↓↓↓
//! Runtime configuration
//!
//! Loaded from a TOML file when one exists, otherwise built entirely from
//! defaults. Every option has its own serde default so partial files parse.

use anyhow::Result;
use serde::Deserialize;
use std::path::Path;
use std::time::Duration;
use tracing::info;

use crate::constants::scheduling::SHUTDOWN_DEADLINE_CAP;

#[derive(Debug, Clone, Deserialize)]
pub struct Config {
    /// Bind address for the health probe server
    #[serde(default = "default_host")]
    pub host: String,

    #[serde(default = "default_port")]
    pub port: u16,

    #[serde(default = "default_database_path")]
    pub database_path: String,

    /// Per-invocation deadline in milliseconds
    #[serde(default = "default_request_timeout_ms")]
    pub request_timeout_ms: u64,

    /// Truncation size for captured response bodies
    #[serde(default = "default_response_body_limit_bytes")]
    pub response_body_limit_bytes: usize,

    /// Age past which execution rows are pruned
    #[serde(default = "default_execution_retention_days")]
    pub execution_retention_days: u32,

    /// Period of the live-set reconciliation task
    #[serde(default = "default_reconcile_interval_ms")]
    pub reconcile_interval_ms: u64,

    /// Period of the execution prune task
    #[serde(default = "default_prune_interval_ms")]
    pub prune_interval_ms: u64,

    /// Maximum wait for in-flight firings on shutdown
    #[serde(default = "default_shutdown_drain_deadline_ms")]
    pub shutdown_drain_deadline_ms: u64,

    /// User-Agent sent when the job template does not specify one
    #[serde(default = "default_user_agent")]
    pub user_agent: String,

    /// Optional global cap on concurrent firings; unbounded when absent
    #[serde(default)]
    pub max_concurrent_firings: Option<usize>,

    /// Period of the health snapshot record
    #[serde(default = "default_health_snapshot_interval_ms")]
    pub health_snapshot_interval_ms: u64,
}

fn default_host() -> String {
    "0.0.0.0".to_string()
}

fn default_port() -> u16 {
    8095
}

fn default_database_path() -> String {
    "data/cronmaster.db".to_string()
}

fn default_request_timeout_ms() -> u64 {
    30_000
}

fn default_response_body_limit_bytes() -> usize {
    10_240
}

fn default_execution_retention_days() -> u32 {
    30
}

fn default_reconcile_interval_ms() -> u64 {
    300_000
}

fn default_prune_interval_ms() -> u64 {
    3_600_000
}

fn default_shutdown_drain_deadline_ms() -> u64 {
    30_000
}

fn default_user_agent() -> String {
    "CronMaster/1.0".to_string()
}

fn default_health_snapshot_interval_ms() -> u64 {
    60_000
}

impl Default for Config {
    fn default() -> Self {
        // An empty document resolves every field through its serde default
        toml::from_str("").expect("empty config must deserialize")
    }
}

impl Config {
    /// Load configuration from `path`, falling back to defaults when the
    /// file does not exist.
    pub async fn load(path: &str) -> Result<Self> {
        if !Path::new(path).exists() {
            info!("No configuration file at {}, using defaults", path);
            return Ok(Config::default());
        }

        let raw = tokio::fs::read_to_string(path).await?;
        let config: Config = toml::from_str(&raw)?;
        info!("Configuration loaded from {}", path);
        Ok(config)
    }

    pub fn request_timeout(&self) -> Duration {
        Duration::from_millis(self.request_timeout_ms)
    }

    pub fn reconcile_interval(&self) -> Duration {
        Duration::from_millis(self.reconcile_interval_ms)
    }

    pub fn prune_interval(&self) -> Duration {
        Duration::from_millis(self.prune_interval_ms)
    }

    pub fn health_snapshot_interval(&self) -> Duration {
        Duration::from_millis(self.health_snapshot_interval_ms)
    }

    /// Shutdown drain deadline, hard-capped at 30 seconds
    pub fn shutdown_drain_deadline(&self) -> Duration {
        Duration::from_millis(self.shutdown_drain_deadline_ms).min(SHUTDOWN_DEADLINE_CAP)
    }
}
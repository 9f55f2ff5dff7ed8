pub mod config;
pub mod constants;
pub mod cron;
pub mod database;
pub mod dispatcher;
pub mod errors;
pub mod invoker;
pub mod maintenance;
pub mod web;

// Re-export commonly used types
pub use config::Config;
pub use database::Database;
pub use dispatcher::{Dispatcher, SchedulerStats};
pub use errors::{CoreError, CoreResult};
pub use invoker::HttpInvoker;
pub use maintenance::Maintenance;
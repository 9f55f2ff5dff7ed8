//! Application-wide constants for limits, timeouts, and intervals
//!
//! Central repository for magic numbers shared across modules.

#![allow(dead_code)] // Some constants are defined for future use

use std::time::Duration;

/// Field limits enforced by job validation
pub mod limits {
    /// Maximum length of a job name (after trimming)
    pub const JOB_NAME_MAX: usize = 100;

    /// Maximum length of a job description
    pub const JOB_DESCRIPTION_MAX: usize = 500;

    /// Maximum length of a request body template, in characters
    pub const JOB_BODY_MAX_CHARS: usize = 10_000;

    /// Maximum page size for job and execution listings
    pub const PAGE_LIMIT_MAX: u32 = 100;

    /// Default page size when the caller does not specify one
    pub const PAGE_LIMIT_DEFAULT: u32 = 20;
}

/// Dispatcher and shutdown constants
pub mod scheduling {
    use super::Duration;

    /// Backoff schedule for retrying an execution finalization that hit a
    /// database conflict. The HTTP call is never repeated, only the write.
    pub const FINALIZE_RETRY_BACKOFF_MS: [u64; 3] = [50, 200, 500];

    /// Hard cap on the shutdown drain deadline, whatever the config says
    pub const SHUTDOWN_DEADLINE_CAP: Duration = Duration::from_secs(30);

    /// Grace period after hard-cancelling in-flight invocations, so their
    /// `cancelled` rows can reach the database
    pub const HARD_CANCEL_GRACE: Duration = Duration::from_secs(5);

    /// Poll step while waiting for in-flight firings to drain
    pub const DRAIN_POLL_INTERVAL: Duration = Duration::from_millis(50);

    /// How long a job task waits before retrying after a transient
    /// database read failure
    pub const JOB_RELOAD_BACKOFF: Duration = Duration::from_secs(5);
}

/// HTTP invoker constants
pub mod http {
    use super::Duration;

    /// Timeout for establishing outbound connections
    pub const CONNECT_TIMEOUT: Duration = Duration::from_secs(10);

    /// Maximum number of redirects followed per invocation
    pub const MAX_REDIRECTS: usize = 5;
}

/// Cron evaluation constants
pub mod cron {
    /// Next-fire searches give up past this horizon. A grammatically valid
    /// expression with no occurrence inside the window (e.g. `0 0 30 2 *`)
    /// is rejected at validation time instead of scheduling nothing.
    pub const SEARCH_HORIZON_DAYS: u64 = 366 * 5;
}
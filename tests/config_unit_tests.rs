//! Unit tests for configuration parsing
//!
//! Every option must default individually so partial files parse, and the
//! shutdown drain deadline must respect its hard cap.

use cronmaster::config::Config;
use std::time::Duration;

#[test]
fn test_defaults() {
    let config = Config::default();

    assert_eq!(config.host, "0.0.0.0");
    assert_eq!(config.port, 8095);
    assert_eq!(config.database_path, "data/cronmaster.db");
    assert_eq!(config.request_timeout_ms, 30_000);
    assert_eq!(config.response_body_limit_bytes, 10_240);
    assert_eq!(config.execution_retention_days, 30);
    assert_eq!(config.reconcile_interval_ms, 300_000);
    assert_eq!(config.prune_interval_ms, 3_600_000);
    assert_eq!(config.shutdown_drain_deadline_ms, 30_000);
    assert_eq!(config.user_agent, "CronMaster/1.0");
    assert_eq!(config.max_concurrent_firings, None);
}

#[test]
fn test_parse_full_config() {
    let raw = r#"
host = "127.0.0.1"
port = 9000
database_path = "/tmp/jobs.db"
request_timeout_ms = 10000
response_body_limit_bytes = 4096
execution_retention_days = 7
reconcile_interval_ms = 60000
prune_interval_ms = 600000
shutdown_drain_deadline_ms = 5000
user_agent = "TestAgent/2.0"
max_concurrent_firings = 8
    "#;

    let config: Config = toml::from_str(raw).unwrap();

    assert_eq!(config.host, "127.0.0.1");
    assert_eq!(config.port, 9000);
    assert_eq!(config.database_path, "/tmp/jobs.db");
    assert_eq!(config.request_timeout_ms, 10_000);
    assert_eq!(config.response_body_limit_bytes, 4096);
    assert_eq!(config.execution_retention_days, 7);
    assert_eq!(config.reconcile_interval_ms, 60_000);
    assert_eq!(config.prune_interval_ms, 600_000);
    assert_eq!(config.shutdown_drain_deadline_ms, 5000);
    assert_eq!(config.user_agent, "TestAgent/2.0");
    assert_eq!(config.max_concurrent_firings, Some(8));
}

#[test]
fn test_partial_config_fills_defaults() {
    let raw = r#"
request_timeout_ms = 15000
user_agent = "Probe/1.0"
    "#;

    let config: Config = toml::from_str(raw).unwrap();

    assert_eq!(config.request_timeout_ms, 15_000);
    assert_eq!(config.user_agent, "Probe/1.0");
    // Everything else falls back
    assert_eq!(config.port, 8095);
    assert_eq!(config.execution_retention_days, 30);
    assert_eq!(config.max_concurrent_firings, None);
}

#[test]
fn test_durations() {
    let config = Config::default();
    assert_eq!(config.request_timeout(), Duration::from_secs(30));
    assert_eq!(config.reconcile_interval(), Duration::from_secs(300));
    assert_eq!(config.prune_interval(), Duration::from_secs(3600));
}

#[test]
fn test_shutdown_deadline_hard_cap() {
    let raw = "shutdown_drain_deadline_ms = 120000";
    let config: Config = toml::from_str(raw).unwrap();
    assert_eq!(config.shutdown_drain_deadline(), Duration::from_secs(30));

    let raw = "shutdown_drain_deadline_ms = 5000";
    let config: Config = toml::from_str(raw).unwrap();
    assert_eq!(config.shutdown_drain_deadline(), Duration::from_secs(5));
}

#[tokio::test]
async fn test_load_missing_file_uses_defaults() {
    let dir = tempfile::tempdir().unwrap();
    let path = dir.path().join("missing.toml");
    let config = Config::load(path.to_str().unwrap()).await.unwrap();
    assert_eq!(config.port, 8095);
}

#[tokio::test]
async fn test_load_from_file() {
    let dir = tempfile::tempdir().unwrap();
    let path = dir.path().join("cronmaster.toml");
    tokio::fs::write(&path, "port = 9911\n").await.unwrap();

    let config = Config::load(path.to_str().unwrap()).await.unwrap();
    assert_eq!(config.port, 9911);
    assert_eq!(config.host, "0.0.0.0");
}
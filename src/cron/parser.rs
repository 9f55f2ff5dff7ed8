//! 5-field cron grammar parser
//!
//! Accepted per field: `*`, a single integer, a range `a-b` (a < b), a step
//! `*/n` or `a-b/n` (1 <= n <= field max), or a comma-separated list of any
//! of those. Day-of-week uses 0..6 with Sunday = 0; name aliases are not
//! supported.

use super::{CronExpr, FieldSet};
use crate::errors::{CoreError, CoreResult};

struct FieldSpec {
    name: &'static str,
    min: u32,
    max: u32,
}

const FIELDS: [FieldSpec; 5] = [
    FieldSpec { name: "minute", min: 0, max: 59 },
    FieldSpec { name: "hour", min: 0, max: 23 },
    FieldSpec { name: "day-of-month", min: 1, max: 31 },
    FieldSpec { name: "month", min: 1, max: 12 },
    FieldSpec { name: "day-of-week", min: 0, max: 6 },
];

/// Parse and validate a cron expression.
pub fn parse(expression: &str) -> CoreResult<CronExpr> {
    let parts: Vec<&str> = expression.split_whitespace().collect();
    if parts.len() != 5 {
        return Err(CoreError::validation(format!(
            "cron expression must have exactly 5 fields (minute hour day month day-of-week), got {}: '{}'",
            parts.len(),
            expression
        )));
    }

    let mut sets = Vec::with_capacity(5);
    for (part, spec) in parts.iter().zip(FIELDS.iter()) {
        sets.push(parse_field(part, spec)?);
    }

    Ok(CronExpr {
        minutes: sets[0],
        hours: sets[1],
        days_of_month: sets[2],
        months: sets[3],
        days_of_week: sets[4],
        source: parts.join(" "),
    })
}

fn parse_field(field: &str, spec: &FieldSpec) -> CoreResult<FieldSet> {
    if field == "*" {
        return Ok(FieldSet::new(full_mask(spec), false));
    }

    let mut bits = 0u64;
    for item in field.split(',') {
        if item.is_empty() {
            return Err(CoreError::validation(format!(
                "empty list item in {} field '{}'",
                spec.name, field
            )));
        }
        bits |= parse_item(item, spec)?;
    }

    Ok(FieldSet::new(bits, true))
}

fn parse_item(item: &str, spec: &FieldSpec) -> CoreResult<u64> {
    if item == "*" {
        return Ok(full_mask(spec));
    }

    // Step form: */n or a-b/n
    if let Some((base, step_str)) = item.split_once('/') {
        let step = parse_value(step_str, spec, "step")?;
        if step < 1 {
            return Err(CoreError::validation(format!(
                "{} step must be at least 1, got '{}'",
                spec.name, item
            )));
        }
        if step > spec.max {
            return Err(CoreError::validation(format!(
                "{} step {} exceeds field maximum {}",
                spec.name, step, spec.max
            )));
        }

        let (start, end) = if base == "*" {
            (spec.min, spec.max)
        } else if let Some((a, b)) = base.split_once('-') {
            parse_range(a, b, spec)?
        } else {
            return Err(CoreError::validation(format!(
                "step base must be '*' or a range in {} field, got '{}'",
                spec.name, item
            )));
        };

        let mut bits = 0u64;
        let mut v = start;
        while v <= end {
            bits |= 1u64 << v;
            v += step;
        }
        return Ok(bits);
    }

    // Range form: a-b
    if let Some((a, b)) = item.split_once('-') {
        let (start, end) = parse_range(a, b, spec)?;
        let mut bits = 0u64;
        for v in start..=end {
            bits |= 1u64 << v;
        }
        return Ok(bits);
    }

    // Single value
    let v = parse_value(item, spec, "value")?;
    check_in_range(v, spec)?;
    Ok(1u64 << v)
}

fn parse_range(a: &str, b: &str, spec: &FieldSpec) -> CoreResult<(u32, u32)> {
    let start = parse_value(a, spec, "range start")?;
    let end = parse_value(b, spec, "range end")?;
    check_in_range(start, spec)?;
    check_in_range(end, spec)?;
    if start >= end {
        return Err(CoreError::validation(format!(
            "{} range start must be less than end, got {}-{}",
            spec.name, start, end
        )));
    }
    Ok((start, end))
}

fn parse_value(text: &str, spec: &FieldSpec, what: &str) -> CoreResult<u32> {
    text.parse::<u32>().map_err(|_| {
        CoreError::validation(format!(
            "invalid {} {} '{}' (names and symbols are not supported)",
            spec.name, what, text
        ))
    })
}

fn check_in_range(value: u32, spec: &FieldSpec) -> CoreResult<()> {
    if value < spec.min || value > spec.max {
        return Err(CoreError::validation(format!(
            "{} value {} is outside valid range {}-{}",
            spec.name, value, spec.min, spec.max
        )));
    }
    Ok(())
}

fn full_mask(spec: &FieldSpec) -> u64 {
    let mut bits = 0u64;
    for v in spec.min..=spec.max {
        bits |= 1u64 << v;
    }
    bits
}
↑↑↑
The lines you return should be those above that contain the word "filename", every one of them.

filename tests/config_unit_tests.rs
filename src/cron/parser.rs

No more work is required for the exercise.